Sleeping Beauty problem (illustration by Stuart Armstrong)











There are two popular but opposing solutions that are commonly given by philosophers. The solution known as the thirder position is that Sleeping Beauty should report that the probability of heads is 1/3. [1] The intuition is that Sleeping Beauty cannot distinguish between the three awake states, so she should assign the same probability to each state. Also, if the experiment is run many times, Sleeping Beauty is awakened on average in a state where the coin has landed heads 1/3 of the time and in a state where the coin has landed tails 2/3 of the time.

The halfer position is that that Sleeping Beauty should report that the probability of heads is 1/2. [2] The intuition here is that Sleeping Beauty seems to learn no new information when she is awakened. So she should not update on the probability that she held on the Sunday before the experiment began. That is, it is the coin toss that is the relevant event, not how many times she is awakened. [3]

So which position is correct?

Before the experiment starts, Sleeping Beauty knows that during the experiment she can be in one of the four following states with equal probability.

Monday  Tuesday
Heads   1/4  1/4
Tails  1/4  1/4
She also knows that she will not be awakened on Tuesday if the coin lands heads, so the probability for that state is 0 when she is awakened. The question then is how the other probabilities should be updated.

The halfers distribute the probability to the remaining heads state, as follows:

Monday Tuesday
Heads  1/2 0
Tails 1/4 1/4
From the table:
P(Heads and Monday) = 1/2
P(Tails and Monday) = 1/4
P(Monday) = P(Heads and Monday) + P(Tails and Monday)
          = 1/2 + 1/4 = 3/4
Using the formula for conditional probability: [4][5]
P(Heads|Monday) = P(Heads and Monday) / P(Monday)
                = 1/2 / 3/4 = 2/3
This, I think, reveals the fatal flaw with the halfer position. If Sleeping Beauty is told it is Monday, then she will think the probability for the coin landing heads is 2/3!

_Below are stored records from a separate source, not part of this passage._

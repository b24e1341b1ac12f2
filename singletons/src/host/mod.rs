//! The host runtime contract.
//!
//! Singletons never own objects themselves. Object creation, parenting, scene survival, and
//! destruction all belong to the surrounding scene-graph runtime, referred to here as the *host*.
//! This module describes exactly what the singleton registry needs from that runtime through the
//! [`Host`] trait.
//!
//! # Lifecycle dispatch
//!
//! The registry assumes the host delivers lifecycle events the way a game loop does:
//!
//! - one initialization (`awake`) event per object and component type,
//! - delivered sequentially on a single thread,
//! - never reentrant (an `awake` never runs while another `awake` is in progress).
//!
//! Violating any of these makes the choice of authoritative instance unspecified, but never
//! unsafe.
//!
//! An in-memory implementation lives in [`crate::scene`].

mod object;
mod state;
mod time;

use std::{fmt, time::Duration};

use crate::component::Component;

pub use object::{Allocator, Generation, Handle, Id, ObjectId};
pub use state::State;
pub use time::Time;

/// The operations a scene-graph runtime exposes to the singleton registry.
///
/// Every method is a request to the host. The registry never inspects how the host stores
/// objects; it only relies on the observable effects documented per method.
pub trait Host {
    /// Whether the host is in genuine runtime execution, as opposed to an authoring or editing
    /// context. Initialization hooks are skipped while this is `false`.
    fn is_running(&self) -> bool;

    /// A monotonic clock reading. Only used to order objects by creation, never as wall time.
    fn now(&self) -> Duration;

    /// Create a new, empty root object with the given display name.
    fn create_object(&mut self, name: &str) -> ObjectId;

    /// Create a new root object with the given display name and a single component attached.
    fn create_with<T: Component>(&mut self, name: &str, value: T) -> Handle<T>;

    /// Attach a component to an existing object.
    ///
    /// Fails if the object is not alive or already carries a component of type `T`.
    fn attach<T: Component>(&mut self, object: ObjectId, value: T) -> Result<Handle<T>, HostError>;

    /// Get the component behind a handle, if the object is alive and carries it.
    fn get<T: Component>(&self, handle: Handle<T>) -> Option<&T>;

    /// Get the component behind a handle mutably, if the object is alive and carries it.
    fn get_mut<T: Component>(&mut self, handle: Handle<T>) -> Option<&mut T>;

    /// Find any live object carrying a component of type `T`.
    fn find_any<T: Component>(&self) -> Option<Handle<T>>;

    /// Find every live object carrying a component of type `T`. Order is unspecified.
    fn find_all<T: Component>(&self) -> Vec<Handle<T>>;

    /// Detach an object from its parent, making it a root. No-op for roots.
    fn detach_from_parent(&mut self, object: ObjectId);

    /// Exempt an object from destruction when its owning scene unloads.
    fn survive_transitions(&mut self, object: ObjectId);

    /// Exclude an object from authoring-time scene serialization.
    fn dont_save(&mut self, object: ObjectId);

    /// Request destruction of an object and everything parented under it.
    fn destroy(&mut self, object: ObjectId);

    /// Whether the object is still alive in the host.
    fn is_alive(&self, object: ObjectId) -> bool;
}

/// An error reported by a host operation that genuinely cannot proceed.
#[derive(Debug, Clone, PartialEq, Eq)]
pub enum HostError {
    /// The object was destroyed or never existed.
    ObjectNotFound(ObjectId),
    /// The object already carries a component of the given type.
    ComponentExists {
        object: ObjectId,
        component: &'static str,
    },
}

impl fmt::Display for HostError {
    fn fmt(&self, f: &mut fmt::Formatter<'_>) -> fmt::Result {
        match self {
            HostError::ObjectNotFound(object) => write!(f, "object not found: {object}"),
            HostError::ComponentExists { object, component } => {
                write!(f, "object {object} already has a {component} component")
            }
        }
    }
}

impl std::error::Error for HostError {}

The thirders distribute the probability evenly to all awake states, as follows:

Monday Tuesday
Heads  1/3 0
Tails 1/3 1/3
From the table:
P(Heads and Monday) = 1/3
P(Tails and Monday) = 1/3
P(Monday) = P(Heads and Monday) + P(Tails and Monday)
          = 1/3 + 1/3 = 2/3
Using the formula for conditional probability: [6]
P(Heads|Monday) = P(Heads and Monday) / P(Monday)
                = 1/3 / 2/3 = 1/2
So, if Sleeping Beauty is told it is Monday, then she will think the probability for the coin landing heads is 1/2, which intuitively seems correct.

But the thirder position seems to imply that Beauty has learnt new information since Sunday (when the probability for heads was 1/2) which causes her to update her probability for the coin landing heads to 1/3. What could that new information be?

That it is both Tuesday and that the coin landed heads is a possible state for Beauty to be in when she is asleep. So she learns that she is not in that state when she wakes up. As a consequence, she updates by excluding that state and normalizing the probabilities for the remaining awake states.

One further test for the thirder position is to consider the probabilities when Sleeping Beauty is awakened on, say, 1000 consecutive days when the coin lands tails (instead of two consecutive days). [7] The probability of the coin landing heads when Beauty is awakened is then 1/1001. This gives:
P(Heads) = 1/1001
P(Tails) = 1000/1001
P(Heads and Monday) = 1/1001
P(Tails and Monday) = 1/1001
P(Monday) = P(Heads and Monday) + P(Tails and Monday)
          = 1/1001 + 1/1001 = 2/1001
P(Heads|Monday) = P(Heads and Monday) / P(Monday)
                = 1/1001 / 2/1001 = 1/2
As with the original experiment, if Sleeping Beauty is told that it is Monday, then she will think the probability for the coin landing heads is 1/2 which (as before) intuitively seems correct. Note that there are still 1000 states that Beauty can be in as a result of the coin landing heads. But she will just not be awake when she is in 999 of those states so they are excluded from her awake state calculations.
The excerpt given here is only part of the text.